→ TASK OBJECTIVE
What is needed here is an exact repetition of the records below, beginning at the line that has "pub use backend::sqlite::MIGRATIONS;" and stopping after the line that has "use crate::queries::flag;".

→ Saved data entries
= = = =

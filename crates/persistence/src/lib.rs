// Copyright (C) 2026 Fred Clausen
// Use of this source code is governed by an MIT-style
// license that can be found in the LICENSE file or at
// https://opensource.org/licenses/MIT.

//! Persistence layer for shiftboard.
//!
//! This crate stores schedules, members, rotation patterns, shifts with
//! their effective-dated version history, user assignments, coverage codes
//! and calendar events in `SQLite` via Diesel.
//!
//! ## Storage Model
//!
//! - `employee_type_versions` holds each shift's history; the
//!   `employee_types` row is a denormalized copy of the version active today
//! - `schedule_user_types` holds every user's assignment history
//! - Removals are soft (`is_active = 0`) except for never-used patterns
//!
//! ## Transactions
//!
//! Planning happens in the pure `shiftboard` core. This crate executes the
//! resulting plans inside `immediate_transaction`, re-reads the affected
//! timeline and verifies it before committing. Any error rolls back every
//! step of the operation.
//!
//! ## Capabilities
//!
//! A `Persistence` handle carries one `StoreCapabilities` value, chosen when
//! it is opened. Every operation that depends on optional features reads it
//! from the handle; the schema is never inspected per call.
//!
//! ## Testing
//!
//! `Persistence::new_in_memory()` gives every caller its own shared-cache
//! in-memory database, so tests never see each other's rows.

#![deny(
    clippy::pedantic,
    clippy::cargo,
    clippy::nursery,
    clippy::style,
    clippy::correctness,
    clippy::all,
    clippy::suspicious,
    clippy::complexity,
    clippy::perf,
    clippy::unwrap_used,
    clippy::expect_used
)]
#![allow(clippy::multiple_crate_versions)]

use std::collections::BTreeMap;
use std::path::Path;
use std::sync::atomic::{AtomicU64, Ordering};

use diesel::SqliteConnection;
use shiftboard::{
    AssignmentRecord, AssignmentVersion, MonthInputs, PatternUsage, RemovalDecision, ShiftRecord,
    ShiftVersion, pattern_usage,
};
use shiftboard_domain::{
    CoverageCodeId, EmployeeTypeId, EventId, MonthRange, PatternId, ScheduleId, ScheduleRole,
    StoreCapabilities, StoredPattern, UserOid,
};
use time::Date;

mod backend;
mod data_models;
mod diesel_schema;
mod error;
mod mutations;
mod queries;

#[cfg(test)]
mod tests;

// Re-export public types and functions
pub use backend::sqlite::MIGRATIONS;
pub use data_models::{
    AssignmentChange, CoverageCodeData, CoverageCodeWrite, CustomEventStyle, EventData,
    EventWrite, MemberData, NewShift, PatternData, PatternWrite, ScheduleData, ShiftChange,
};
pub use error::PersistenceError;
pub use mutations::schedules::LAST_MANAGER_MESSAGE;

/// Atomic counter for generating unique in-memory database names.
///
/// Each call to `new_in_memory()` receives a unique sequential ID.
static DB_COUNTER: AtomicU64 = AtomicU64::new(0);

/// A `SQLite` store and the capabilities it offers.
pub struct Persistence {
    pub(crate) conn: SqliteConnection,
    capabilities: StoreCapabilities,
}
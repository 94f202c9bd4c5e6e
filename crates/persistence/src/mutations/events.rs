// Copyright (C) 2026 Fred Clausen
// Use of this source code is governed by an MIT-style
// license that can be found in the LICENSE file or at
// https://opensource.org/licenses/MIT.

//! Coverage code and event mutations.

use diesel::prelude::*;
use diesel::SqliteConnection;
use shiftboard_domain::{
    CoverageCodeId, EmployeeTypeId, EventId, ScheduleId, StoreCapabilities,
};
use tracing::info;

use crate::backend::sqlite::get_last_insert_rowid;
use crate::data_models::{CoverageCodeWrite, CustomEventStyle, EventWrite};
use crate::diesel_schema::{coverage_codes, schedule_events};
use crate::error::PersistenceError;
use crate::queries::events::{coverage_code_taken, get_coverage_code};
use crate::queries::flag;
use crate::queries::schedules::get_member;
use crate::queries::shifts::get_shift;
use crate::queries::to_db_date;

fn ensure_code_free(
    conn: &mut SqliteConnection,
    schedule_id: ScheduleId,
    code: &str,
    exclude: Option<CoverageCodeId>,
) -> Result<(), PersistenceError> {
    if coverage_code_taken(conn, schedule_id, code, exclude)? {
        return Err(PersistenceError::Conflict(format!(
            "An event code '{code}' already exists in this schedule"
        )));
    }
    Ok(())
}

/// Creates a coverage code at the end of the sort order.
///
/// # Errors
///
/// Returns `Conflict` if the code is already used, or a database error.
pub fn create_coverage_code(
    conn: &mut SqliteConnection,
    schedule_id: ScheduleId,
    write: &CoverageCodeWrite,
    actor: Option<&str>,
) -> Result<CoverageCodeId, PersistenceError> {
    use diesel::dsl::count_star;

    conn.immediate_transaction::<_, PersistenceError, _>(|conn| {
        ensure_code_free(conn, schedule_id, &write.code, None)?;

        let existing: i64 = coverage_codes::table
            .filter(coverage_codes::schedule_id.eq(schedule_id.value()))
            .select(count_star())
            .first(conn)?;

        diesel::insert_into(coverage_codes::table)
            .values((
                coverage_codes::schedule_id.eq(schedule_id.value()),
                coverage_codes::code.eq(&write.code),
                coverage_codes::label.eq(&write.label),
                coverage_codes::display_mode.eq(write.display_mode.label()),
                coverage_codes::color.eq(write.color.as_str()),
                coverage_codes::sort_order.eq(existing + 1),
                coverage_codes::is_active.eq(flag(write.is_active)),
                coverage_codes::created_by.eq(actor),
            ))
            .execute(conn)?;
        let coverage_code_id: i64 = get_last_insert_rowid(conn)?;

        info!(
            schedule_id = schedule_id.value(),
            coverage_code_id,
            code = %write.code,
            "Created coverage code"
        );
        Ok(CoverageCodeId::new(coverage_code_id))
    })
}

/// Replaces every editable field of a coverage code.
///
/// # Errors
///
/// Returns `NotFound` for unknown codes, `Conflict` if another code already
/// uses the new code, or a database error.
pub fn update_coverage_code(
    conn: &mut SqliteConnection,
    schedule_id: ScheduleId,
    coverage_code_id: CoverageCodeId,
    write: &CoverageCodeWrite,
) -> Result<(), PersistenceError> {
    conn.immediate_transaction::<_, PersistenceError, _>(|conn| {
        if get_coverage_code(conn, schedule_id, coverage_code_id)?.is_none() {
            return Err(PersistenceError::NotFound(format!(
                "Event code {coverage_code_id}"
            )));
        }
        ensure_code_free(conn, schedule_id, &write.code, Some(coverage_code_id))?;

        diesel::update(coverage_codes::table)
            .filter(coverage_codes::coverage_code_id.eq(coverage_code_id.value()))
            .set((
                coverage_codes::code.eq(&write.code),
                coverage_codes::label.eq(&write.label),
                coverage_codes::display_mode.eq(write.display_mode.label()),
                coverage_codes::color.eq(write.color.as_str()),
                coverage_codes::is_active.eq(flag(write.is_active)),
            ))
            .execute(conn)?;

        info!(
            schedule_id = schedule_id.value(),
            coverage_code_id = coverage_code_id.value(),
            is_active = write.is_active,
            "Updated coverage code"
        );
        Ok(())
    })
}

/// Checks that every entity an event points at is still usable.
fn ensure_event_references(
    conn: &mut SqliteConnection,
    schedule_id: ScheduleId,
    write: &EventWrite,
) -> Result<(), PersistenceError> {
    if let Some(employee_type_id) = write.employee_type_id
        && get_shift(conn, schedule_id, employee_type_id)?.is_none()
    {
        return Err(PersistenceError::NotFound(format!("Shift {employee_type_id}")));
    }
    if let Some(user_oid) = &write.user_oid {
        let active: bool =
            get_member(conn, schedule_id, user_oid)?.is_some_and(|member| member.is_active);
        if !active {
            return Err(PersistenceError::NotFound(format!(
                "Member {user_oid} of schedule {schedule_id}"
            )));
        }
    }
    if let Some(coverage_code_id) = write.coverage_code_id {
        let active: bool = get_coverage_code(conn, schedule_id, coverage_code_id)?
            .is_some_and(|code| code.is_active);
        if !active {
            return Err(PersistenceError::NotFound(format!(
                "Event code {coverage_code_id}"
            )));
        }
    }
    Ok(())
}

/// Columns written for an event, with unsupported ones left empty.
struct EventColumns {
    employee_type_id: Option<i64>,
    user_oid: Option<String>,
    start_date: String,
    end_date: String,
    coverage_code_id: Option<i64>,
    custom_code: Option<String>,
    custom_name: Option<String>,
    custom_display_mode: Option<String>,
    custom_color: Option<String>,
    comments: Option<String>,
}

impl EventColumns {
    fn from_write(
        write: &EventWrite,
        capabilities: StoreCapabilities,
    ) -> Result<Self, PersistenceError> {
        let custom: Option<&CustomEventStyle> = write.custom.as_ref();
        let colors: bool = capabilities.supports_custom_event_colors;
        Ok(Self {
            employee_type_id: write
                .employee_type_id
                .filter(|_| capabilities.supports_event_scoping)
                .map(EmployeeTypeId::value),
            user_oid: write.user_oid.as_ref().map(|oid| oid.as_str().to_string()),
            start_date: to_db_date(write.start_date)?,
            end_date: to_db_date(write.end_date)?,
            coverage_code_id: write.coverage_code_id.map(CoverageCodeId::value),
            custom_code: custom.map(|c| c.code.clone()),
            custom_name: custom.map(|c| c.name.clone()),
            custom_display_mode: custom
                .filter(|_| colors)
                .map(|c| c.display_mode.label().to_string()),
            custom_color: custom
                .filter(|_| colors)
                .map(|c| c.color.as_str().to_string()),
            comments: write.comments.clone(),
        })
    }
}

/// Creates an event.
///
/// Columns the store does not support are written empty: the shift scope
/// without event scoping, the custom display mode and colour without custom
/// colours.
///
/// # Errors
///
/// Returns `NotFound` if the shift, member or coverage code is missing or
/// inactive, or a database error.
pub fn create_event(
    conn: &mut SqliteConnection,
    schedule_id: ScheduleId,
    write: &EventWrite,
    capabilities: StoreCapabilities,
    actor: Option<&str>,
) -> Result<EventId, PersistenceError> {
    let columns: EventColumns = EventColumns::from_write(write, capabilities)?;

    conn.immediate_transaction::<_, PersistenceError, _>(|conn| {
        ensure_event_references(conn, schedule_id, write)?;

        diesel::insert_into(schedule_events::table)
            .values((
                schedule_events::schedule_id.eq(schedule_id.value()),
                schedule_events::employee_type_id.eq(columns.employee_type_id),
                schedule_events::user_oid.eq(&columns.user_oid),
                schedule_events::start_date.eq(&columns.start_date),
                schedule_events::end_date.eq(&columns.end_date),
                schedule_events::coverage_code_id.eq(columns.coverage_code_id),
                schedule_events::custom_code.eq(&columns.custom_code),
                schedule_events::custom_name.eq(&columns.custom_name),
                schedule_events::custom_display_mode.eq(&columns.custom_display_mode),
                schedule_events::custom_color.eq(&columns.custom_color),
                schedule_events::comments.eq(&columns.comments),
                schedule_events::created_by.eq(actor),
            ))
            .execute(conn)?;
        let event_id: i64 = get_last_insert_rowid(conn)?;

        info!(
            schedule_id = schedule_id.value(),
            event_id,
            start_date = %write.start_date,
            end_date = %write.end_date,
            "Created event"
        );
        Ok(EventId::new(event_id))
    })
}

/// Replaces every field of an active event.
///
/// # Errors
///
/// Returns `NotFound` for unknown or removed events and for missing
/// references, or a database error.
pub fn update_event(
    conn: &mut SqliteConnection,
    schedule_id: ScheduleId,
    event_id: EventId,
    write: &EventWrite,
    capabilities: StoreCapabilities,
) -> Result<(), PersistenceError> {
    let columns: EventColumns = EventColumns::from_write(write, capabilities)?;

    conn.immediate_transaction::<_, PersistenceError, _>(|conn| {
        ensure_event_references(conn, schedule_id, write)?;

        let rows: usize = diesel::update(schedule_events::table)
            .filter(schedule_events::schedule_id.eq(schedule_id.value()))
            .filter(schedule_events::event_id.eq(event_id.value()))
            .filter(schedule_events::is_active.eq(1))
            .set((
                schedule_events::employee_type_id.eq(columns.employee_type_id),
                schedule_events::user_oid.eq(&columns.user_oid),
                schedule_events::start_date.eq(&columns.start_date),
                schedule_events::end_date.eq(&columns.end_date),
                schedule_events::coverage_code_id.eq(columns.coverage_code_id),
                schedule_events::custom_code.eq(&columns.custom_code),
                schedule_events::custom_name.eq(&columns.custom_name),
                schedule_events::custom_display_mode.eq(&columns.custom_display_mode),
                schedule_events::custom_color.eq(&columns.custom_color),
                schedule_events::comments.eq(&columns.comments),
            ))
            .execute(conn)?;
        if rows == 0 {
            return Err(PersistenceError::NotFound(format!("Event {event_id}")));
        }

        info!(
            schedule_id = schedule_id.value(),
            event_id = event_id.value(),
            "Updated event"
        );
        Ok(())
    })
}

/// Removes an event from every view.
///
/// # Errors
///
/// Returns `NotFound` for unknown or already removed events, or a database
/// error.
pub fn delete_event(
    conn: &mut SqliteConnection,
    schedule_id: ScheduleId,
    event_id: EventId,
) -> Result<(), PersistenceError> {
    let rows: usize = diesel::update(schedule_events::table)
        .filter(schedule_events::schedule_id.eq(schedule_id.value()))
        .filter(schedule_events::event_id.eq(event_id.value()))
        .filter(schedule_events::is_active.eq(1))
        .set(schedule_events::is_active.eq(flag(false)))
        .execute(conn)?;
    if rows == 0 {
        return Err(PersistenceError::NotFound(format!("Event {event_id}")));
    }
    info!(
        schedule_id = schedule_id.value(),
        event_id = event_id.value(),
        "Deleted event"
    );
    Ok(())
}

= = = =

→ ANSWER TO THE EXERCISE
pub use backend::sqlite::MIGRATIONS;
pub use data_models::{
    AssignmentChange, CoverageCodeData, CoverageCodeWrite, CustomEventStyle, EventData,
    EventWrite, MemberData, NewShift, PatternData, PatternWrite, ScheduleData, ShiftChange,
};
pub use error::PersistenceError;
pub use mutations::schedules::LAST_MANAGER_MESSAGE;

/// Atomic counter for generating unique in-memory database names.
///
/// Each call to `new_in_memory()` receives a unique sequential ID.
static DB_COUNTER: AtomicU64 = AtomicU64::new(0);

/// A `SQLite` store and the capabilities it offers.
pub struct Persistence {
    pub(crate) conn: SqliteConnection,
    capabilities: StoreCapabilities,
}
repository 94f202c9bd4c5e6e
filename crates/persistence/src/mutations/events.rs
// Copyright (C) 2026 Fred Clausen
// Use of this source code is governed by an MIT-style
// license that can be found in the LICENSE file or at
// https://opensource.org/licenses/MIT.

//! Coverage code and event mutations.

use diesel::prelude::*;
use diesel::SqliteConnection;
use shiftboard_domain::{
    CoverageCodeId, EmployeeTypeId, EventId, ScheduleId, StoreCapabilities,
};
use tracing::info;

use crate::backend::sqlite::get_last_insert_rowid;
use crate::data_models::{CoverageCodeWrite, CustomEventStyle, EventWrite};
use crate::diesel_schema::{coverage_codes, schedule_events};
use crate::error::PersistenceError;
use crate::queries::events::{coverage_code_taken, get_coverage_code};
use crate::queries::flag;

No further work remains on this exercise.